Nachdem ich den ungewöhnlich schmalen und antiquiert wirkenden Umschlag genau untersucht hatte, ließ ich mich in einen weinroten ledernen Klubsessel sinken, der mir zwischen überhängenden Blättern zweier Palmen ein wenig Privatsphäre gewährte. Ich blickte auf und sah, wie der Concierge mich immer noch unauffällig aus den Augenwinkeln studierte. Bemerkenswerte Ausstrahlung… und dergleichen, sinnierte ich, während ich mit meinem Zimmerschlüssel die kürzere Seite des Briefumschlages aufschlitzte. Ich nahm den Inhalt heraus: ein einzelnes Blatt Papier, das stark nach Weihrauch duftete.
Shri Aaravindha, Namaste– sei gegrüßt!Wir haben mit den Vorbereitungen für deine Ankunft begonnen. Wir empfehlen dir, dieser sicheren Route zu folgen.
Meine Augen eilten blitzartig zum Ende des Briefes. Hmm, keine Unterschrift– nur der schlichte Gruß »Jai«.
Der Rest des Briefes erschien besonders seltsam: Er wirkte ein wenig zurückhaltend, sagte wenig aus und legte lediglich einen rätselhaften neuen Reiseplan dar. Ich hatte im Verlauf des letzten Jahres äußerst gewissenhaft Landkarten von möglichen Gegenden studiert, von denen ich intuitiv annahm – mir jedoch öfter auch nur vorstellte –, dort könnte ihr Aufenthaltsort sein. Ab und an war es mir in Meditationen gelungen, flüchtige Einblicke zu erhaschen – meist von einem verborgenen Tal im Himalaya. Letztendlich konnte ich aber nicht sicher sagen, ob ich irgendetwas wahrgenommen hatte, das wirklich von Wert war. Voller Hoffnung legte ich mich auf eine hypothetische Region fest, doch mir war bewusst, dass ich nicht wirklich etwas Konkretes hatte ermitteln können.
Auch die im Brief vorgeschlagene neue Route offenbarte nicht viel mehr: Sie endete, ohne mir einen Hinweis zu geben, dem ich würde folgen können, wenn ich einmal in den Bergen angekommen war. Allerdings endete sie in ihrem letzten Abschnitt in einer Gegend, in der ich ursprünglich vorhatte, meine Reise zu beginnen: in Varanasi. Von dort hatte ich einen Nachtzug nach Sikkim nehmen wollen. Ich hoffte, in Sikkim heimlich in einen östlichen Abschnitt des Himalaya marschieren zu können, wo ich glaubte, die Mittel und Wege zu finden, die mich ungefähr in die Region führen würden, in die ich vorhatte zu gehen. Meine Pläne waren vage, bestenfalls skizzenhaft, ohne einen wirklichen Anknüpfungspunkt an etwas Konkretes. Vielleicht in Varanasi– vielleicht würden sie mich dort erneut kontaktieren? War das der Grund, warum die Route dort endete?

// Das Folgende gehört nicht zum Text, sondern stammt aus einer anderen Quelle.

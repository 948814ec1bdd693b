//! Cost model.
//!
//! Pure functions only: salary to rate, rates to burn rate, and elapsed time
//! to cost. No state, no I/O.

use chrono::{DateTime, Utc};

use crate::participant::Participant;

/// Working days per year used to derive an hourly cost from an annual salary.
pub const DAYS_PER_YEAR: f64 = 220.0;

/// Working hours per day.
pub const HOURS_PER_DAY: f64 = 7.5;

const SECONDS_PER_HOUR: f64 = 3600.0;

/// Paid seconds in a working year (220 * 7.5 * 3600 = 1 782 000).
pub const WORKING_SECONDS_PER_YEAR: f64 = DAYS_PER_YEAR * HOURS_PER_DAY * SECONDS_PER_HOUR;

/// Cost per second of one person earning `annual_salary`.
pub fn rate_per_second(annual_salary: f64) -> f64 {
    annual_salary / WORKING_SECONDS_PER_YEAR
}

/// Combined cost per second of everyone in the room.
pub fn burn_rate_per_second(participants: &[Participant]) -> f64 {
    participants.iter().map(|p| p.rate_per_second).sum()
}

pub fn burn_rate_per_minute(participants: &[Participant]) -> f64 {
    burn_rate_per_second(participants) * 60.0
}

/// Linear cost increment over `elapsed_seconds`.
pub fn accrue(elapsed_seconds: f64, burn_rate_per_second: f64) -> f64 {
    elapsed_seconds * burn_rate_per_second
}

/// Seconds between the last recorded tick and `now`.
///
/// Without a previous tick the delta is zero, so the first tick after a start
/// or a reload never charges time that was not observed. A clock that went
/// backwards also yields zero.
pub fn elapsed_seconds(last_tick: Option<DateTime<Utc>>, now: DateTime<Utc>) -> f64 {
    match last_tick {
        Some(last) => {
            let millis = (now - last).num_milliseconds();
            if millis <= 0 {
                0.0
            } else {
                millis as f64 / 1000.0
            }
        }
        None => 0.0,
    }
}
//! Session domain module.
//!
//! This module contains the session aggregate, the actions that change it,
//! and the repository interface used to persist it.
//!
//! # Module Structure
//!
//! - `model`: the `Session` aggregate and its read-side queries
//! - `action`: `SessionAction`, `Session::apply`, `reduce` and `TransitionError`
//! - `screen`: view selection for front ends
//! - `repository`: `SnapshotRepository` trait for the persisted snapshot

mod action;
mod model;
mod repository;
mod screen;

// Re-export public API
pub use action::{Outcome, SessionAction, TransitionError, reduce};
pub use model::Session;
pub use repository::SnapshotRepository;
pub use screen::Screen;
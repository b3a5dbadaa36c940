pub mod classify;
pub mod nesting;

pub use classify::{classify, Declaration, DeclarationKind};
pub use nesting::{line_balance, NestingTracker};
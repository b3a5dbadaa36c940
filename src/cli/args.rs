use std::path::PathBuf;

use clap::Parser;

use crate::resolve::Anchor;

/// Lifts a script's top-level declarations into a self-contained CommonJS
/// module: requires injected up top, every line rewritten through the
/// configured rules, and an aggregate `module.exports` appended.
#[derive(Debug, Parser)]
#[command(name = "modlift", version, about)]
pub struct Args {
    /// Source file to transform (created empty if missing)
    pub source: PathBuf,

    /// Destination directory for the generated module
    #[arg(default_value = ".")]
    pub dest: PathBuf,

    /// TOML file with options; flags below override its fields
    #[arg(long, value_name = "FILE")]
    pub config: Option<PathBuf>,

    /// Lines of the existing output to preserve verbatim on re-runs
    #[arg(long, value_name = "N")]
    pub skip: Option<usize>,

    /// Base directory for relative dependency specifiers
    #[arg(long, value_enum)]
    pub anchor: Option<Anchor>,

    /// Line rewrite rule as PATTERN=REPLACE; repeatable, applied in order
    #[arg(long = "rewrite", value_name = "PATTERN=REPLACE")]
    pub rewrite: Vec<String>,

    /// Module to require as ALIAS=SPECIFIER; repeatable, empty alias for a
    /// side-effect require
    #[arg(long = "require", value_name = "ALIAS=SPECIFIER")]
    pub require: Vec<String>,

    /// Suppress log output
    #[arg(long)]
    pub mute: bool,

    /// Disable colored output
    #[arg(long)]
    pub no_color: bool,

    /// Log to a file (or log.txt under a directory) instead of stdout
    #[arg(long, value_name = "PATH")]
    pub log: Option<String>,
}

Dieser Brief stellte einen sonderlichen neuerlichen Rückschlag dar: Der erste Teil der Route schweifte ein weites Stück nach Süden ab, bevor sie in Richtung Norden verlief. Das ergab keinen Sinn. Ich las den Brief noch einmal, was das beunruhigende Gefühl nur verstärkte, dass etwas Neues und Seltsames im Gange war. Meine Augen wanderten immer wieder zu denselben beiden Worten: sichere Route. Es musste einen Grund dafür geben. Hatte ich etwas übersehen– eine Art Bedrohung? Hatte ich Grund zur Besorgnis?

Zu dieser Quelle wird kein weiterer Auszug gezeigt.